Required action: Write out exactly the lines from the start of the entries through the one that contains "use std::sync::Arc;", including both.

Stored data:
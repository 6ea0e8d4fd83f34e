//! Caps negotiation and stage configuration.
//!
//! Negotiation is symmetric: fixed caps arriving on either pad are mapped
//! through the implementation, constrained by the other pad's template and
//! peer, fixated, checked with the peer, and finally used to configure the
//! stage.

use super::{NegotiatingGuard, ObjectState, Stage, StreamState, set_in_place_locked};
use crate::element::{PadDirection, PadPeer, TransformImpl, TransformMode};
use crate::error::{Error, NegotiationError, Result};
use crate::format::Caps;
use crate::observability::span_negotiation;
use std::sync::Arc;
use tracing::{debug, warn};

impl<T: TransformImpl> Stage<T> {
    /// Negotiate from fixed `caps` arriving on the `originating` pad.
    ///
    /// On success the originating pad carries `caps` and the other pad the
    /// chosen fixed caps. On failure the stage is left un-negotiated and the
    /// previously published caps stay on the pads.
    pub fn negotiate(&self, originating: PadDirection, caps: &Caps) -> std::result::Result<(), NegotiationError> {
        let mut stream = self.lock_stream();
        self.negotiate_locked(&mut stream, originating, caps).map(|_| ())
    }

    /// Returns `false` when negotiation was skipped because the peer is
    /// itself negotiating.
    pub(super) fn negotiate_locked(
        &self,
        stream: &mut StreamState,
        originating: PadDirection,
        caps: &Caps,
    ) -> std::result::Result<bool, NegotiationError> {
        if !caps.is_fixed() {
            return Err(NegotiationError::InvalidInput(format!(
                "caps {caps} are not fixed"
            )));
        }
        let _span = self
            .config
            .tracing
            .negotiation_spans
            .then(|| span_negotiation(&self.name, originating).entered());

        let other = self.pad(originating.opposite());
        let peer = other.peer();
        if let Some((p, pad)) = &peer {
            if p.is_negotiating(*pad) {
                debug!(stage = %self.name, "peer is negotiating, skipping");
                return Ok(false);
            }
        }
        let _negotiating = NegotiatingGuard::enter(&self.negotiating);

        let result = self
            .find_transform(originating, caps, peer.as_ref())
            .and_then(|candidate| {
                let (incaps, outcaps) = match originating {
                    PadDirection::Input => (caps.clone(), candidate.clone()),
                    PadDirection::Output => (candidate.clone(), caps.clone()),
                };
                let delay = self.lock_state().delay_configure;
                if delay {
                    debug!(stage = %self.name, "delaying configure to the next buffer");
                    self.lock_state().pending_configure = true;
                } else {
                    self.configure(stream, &incaps, &outcaps)?;
                }
                Ok(candidate)
            });

        match result {
            Ok(candidate) => {
                debug!(stage = %self.name, direction = ?originating, %caps, %candidate, "negotiated");
                self.pad(originating).set_caps(Some(caps.clone()));
                other.set_caps(Some(candidate));
                self.lock_state().negotiated = true;
                self.metrics.record_negotiation(true);
                Ok(true)
            }
            Err(e) => {
                warn!(stage = %self.name, direction = ?originating, %caps, error = %e, "negotiation failed");
                self.lock_state().negotiated = false;
                self.metrics.record_negotiation(false);
                Err(e)
            }
        }
    }

    /// Steps from the incoming caps to a fixed, peer-approved candidate.
    fn find_transform(
        &self,
        originating: PadDirection,
        caps: &Caps,
        peer: Option<&(Arc<dyn PadPeer>, PadDirection)>,
    ) -> std::result::Result<Caps, NegotiationError> {
        let other = self.pad(originating.opposite());
        let no_transform = || NegotiationError::NoTransformPossible {
            direction: originating,
            caps: caps.to_string(),
        };

        let mut candidate = self
            .imp
            .transform_caps(originating, caps, None)
            .intersect(other.template());
        debug!(stage = %self.name, %candidate, "transformed caps");
        if candidate.is_empty() {
            return Err(no_transform());
        }

        let mut peer_checked = false;
        if !candidate.is_fixed() {
            let passthrough_ok = candidate.can_intersect(caps)
                && peer.is_none_or(|(p, pad)| p.accept_caps(*pad, caps));
            if passthrough_ok {
                debug!(stage = %self.name, "peer accepts the input caps unchanged");
                candidate = caps.clone();
                peer_checked = true;
            } else if let Some((p, pad)) = peer {
                let peercaps = p.query_caps(*pad, Some(&candidate));
                candidate = peercaps.intersect(&candidate);
                debug!(stage = %self.name, %peercaps, %candidate, "constrained by peer");
            }
        }
        if candidate.is_empty() {
            return Err(no_transform());
        }

        if candidate.is_fixed() {
            let enriched = self.imp.fixate_caps(originating, caps, candidate.clone());
            if enriched.is_fixed() && !enriched.is_equal(&candidate) {
                debug!(stage = %self.name, %enriched, "fixate hook enriched caps");
                candidate = enriched;
                peer_checked = false;
            }
        } else {
            candidate = self.imp.fixate_caps(originating, caps, candidate.truncate());
            if !candidate.is_fixed() {
                candidate = candidate.fixate_nearest(caps);
            }
            peer_checked = false;
        }
        if !candidate.is_fixed() {
            return Err(NegotiationError::CouldNotFixate {
                caps: candidate.to_string(),
            });
        }

        if !peer_checked {
            if let Some((p, pad)) = peer {
                if !p.accept_caps(*pad, &candidate) {
                    return Err(NegotiationError::PeerRejected {
                        caps: candidate.to_string(),
                    });
                }
            }
        }
        Ok(candidate)
    }

    /// Apply a negotiated input/output pair.
    ///
    /// If the implementation refuses the pair, the passthrough and in-place
    /// flags revert to their values from before this call.
    pub(super) fn configure(
        &self,
        stream: &mut StreamState,
        incaps: &Caps,
        outcaps: &Caps,
    ) -> std::result::Result<(), NegotiationError> {
        let (previous, passthrough, in_place) = {
            let mut st = self.lock_state();
            let previous = (st.passthrough, st.in_place, st.have_same_caps);
            st.cache.clear();
            st.pending_configure = false;
            st.have_same_caps = incaps.is_equal(outcaps);
            let same = st.have_same_caps;
            set_in_place_locked::<T>(&mut st, same);
            if T::PASSTHROUGH_ON_SAME_CAPS {
                st.passthrough = same;
            }
            if T::MODE == TransformMode::Passthrough {
                st.passthrough = true;
            }
            debug!(
                stage = %self.name,
                %incaps,
                %outcaps,
                same_caps = same,
                passthrough = st.passthrough,
                in_place = st.in_place,
                "configuring"
            );
            (previous, st.passthrough, st.in_place)
        };

        let restore = |st: &mut ObjectState| {
            (st.passthrough, st.in_place, st.have_same_caps) = previous;
        };
        let failed = |e: Error| NegotiationError::ConfigureFailed {
            reason: e.to_string(),
        };

        if let Err(e) = self.imp.set_caps(incaps, outcaps) {
            restore(&mut *self.lock_state());
            return Err(failed(e));
        }

        if passthrough || in_place {
            self.clear_allocation(stream);
        } else if let Err(e) = self.bind_output_allocator(stream, outcaps) {
            restore(&mut *self.lock_state());
            return Err(failed(e));
        }
        Ok(())
    }

    /// Run a deferred configure with the caps currently on the pads.
    pub(super) fn apply_pending_configure(&self, stream: &mut StreamState) -> Result<()> {
        let (Some(incaps), Some(outcaps)) = (self.sink.caps(), self.src.caps()) else {
            return Err(Error::NotNegotiated);
        };
        if let Err(e) = self.configure(stream, &incaps, &outcaps) {
            self.lock_state().negotiated = false;
            return Err(e.into());
        }
        Ok(())
    }

    /// Caps the `direction` pad can handle right now, given its neighbour.
    ///
    /// Only takes the object lock; never waits for the data path.
    pub fn query_caps(&self, direction: PadDirection, filter: Option<&Caps>) -> Caps {
        let pad = self.pad(direction);
        let other = self.pad(direction.opposite());
        let templ = pad.template();
        let otempl = other.template();

        let (prefer_passthrough, suggestion) = {
            let st = self.lock_state();
            (st.prefer_passthrough, st.suggestion.clone())
        };

        let peerfilter = filter.map(|f| self.imp.transform_caps(direction, f, None).intersect(otempl));
        // An unlinked pad answers with the filter, or with ANY.
        let peercaps = match other.peer() {
            Some((p, peer_pad)) => p.query_caps(peer_pad, peerfilter.as_ref()),
            None => peerfilter.unwrap_or_else(Caps::new_any),
        };

        let allowed = peercaps.intersect(otempl);
        let mapped = self
            .imp
            .transform_caps(direction.opposite(), &allowed, None)
            .intersect(templ);
        let mut caps = if prefer_passthrough {
            allowed.intersect(templ).merge(mapped)
        } else {
            mapped
        };

        if direction == PadDirection::Input {
            if let Some(suggestion) = suggestion {
                caps = suggestion.intersect(&caps).merge(caps);
            }
        }
        if let Some(filter) = filter {
            caps = filter.intersect(&caps);
        }
        caps
    }

    /// Whether the `direction` pad would take `caps` right now.
    pub fn accept_caps(&self, direction: PadDirection, caps: &Caps) -> bool {
        let allowed = self.query_caps(direction, Some(caps));
        let accepted = if caps.is_fixed() {
            caps.is_subset(&allowed)
        } else {
            caps.can_intersect(&allowed)
        };
        debug!(stage = %self.name, direction = ?direction, %caps, accepted, "accept caps");
        accepted
    }
}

Exercise answer:
repository 6ea0e8d4fd83f34e
//! Caps negotiation and stage configuration.
//!
//! Negotiation is symmetric: fixed caps arriving on either pad are mapped
//! through the implementation, constrained by the other pad's template and
//! peer, fixated, checked with the peer, and finally used to configure the
//! stage.

use super::{NegotiatingGuard, ObjectState, Stage, StreamState, set_in_place_locked};
use crate::element::{PadDirection, PadPeer, TransformImpl, TransformMode};
use crate::error::{Error, NegotiationError, Result};
use crate::format::Caps;
use crate::observability::span_negotiation;
use std::sync::Arc;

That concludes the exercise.